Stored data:
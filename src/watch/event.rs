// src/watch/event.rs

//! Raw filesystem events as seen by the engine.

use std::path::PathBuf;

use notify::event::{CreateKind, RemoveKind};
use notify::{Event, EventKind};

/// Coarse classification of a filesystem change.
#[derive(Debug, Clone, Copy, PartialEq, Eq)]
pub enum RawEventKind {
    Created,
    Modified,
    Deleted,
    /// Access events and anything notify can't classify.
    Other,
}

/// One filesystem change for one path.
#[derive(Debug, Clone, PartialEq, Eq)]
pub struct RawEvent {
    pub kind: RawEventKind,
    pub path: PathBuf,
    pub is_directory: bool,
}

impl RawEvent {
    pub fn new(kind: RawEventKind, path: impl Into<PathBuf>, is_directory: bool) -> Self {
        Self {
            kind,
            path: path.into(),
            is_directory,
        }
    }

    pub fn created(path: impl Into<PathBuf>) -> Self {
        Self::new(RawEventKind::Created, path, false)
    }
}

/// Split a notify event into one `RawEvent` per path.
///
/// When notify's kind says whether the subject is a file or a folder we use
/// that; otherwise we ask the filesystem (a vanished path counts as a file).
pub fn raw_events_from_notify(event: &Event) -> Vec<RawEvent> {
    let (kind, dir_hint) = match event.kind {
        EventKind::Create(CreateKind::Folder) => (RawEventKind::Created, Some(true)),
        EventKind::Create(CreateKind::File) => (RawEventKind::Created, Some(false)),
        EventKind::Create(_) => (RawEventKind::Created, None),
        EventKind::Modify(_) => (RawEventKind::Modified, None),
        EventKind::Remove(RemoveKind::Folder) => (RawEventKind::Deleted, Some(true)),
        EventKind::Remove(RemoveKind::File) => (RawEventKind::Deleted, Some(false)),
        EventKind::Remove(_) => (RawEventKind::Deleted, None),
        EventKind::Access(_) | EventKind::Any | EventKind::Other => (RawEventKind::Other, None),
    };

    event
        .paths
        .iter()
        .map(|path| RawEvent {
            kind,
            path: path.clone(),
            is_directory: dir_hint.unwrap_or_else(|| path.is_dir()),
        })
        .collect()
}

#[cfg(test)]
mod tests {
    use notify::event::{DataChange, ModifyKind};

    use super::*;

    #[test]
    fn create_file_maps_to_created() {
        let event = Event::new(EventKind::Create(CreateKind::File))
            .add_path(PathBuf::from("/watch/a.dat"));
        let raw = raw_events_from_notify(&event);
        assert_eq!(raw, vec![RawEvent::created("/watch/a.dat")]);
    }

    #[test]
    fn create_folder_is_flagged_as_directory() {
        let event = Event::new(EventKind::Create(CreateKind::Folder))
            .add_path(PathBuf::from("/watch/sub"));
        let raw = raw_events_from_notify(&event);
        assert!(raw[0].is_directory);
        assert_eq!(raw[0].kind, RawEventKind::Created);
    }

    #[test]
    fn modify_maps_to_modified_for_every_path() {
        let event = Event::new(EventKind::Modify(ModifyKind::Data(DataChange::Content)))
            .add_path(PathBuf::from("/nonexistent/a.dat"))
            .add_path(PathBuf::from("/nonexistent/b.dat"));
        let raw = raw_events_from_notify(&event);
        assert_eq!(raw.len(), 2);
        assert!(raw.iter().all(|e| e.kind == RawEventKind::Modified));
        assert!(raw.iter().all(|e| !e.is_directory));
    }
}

What you should do: Each record above, in full: retype it verbatim.

Your response:
filename src/watch/event.rs
// src/watch/event.rs

//! Raw filesystem events as seen by the engine.

use std::path::PathBuf;

use notify::event::{CreateKind, RemoveKind};
use notify::{Event, EventKind};

/// Coarse classification of a filesystem change.
#[derive(Debug, Clone, Copy, PartialEq, Eq)]
pub enum RawEventKind {
    Created,
    Modified,
    Deleted,
    /// Access events and anything notify can't classify.
    Other,
}

/// One filesystem change for one path.
#[derive(Debug, Clone, PartialEq, Eq)]
pub struct RawEvent {
    pub kind: RawEventKind,
    pub path: PathBuf,
    pub is_directory: bool,
}

impl RawEvent {
    pub fn new(kind: RawEventKind, path: impl Into<PathBuf>, is_directory: bool) -> Self {
        Self {
            kind,
            path: path.into(),
            is_directory,
        }
    }

    pub fn created(path: impl Into<PathBuf>) -> Self {
        Self::new(RawEventKind::Created, path, false)
    }
}

/// Split a notify event into one `RawEvent` per path.
///
/// When notify's kind says whether the subject is a file or a folder we use
/// that; otherwise we ask the filesystem (a vanished path counts as a file).
pub fn raw_events_from_notify(event: &Event) -> Vec<RawEvent> {
    let (kind, dir_hint) = match event.kind {
        EventKind::Create(CreateKind::Folder) => (RawEventKind::Created, Some(true)),
        EventKind::Create(CreateKind::File) => (RawEventKind::Created, Some(false)),
        EventKind::Create(_) => (RawEventKind::Created, None),
        EventKind::Modify(_) => (RawEventKind::Modified, None),
        EventKind::Remove(RemoveKind::Folder) => (RawEventKind::Deleted, Some(true)),
        EventKind::Remove(RemoveKind::File) => (RawEventKind::Deleted, Some(false)),
        EventKind::Remove(_) => (RawEventKind::Deleted, None),
        EventKind::Access(_) | EventKind::Any | EventKind::Other => (RawEventKind::Other, None),
    };

    event
        .paths
        .iter()
        .map(|path| RawEvent {
            kind,
            path: path.clone(),
            is_directory: dir_hint.unwrap_or_else(|| path.is_dir()),
        })
        .collect()
}

#[cfg(test)]
mod tests {
    use notify::event::{DataChange, ModifyKind};

    use super::*;

    #[test]
    fn create_file_maps_to_created() {
        let event = Event::new(EventKind::Create(CreateKind::File))
            .add_path(PathBuf::from("/watch/a.dat"));
        let raw = raw_events_from_notify(&event);
        assert_eq!(raw, vec![RawEvent::created("/watch/a.dat")]);
    }

    #[test]
    fn create_folder_is_flagged_as_directory() {
        let event = Event::new(EventKind::Create(CreateKind::Folder))
            .add_path(PathBuf::from("/watch/sub"));
        let raw = raw_events_from_notify(&event);
        assert!(raw[0].is_directory);
        assert_eq!(raw[0].kind, RawEventKind::Created);
    }

    #[test]
    fn modify_maps_to_modified_for_every_path() {
        let event = Event::new(EventKind::Modify(ModifyKind::Data(DataChange::Content)))
            .add_path(PathBuf::from("/nonexistent/a.dat"))
            .add_path(PathBuf::from("/nonexistent/b.dat"));
        let raw = raw_events_from_notify(&event);
        assert_eq!(raw.len(), 2);
        assert!(raw.iter().all(|e| e.kind == RawEventKind::Modified));
        assert!(raw.iter().all(|e| !e.is_directory));
    }
}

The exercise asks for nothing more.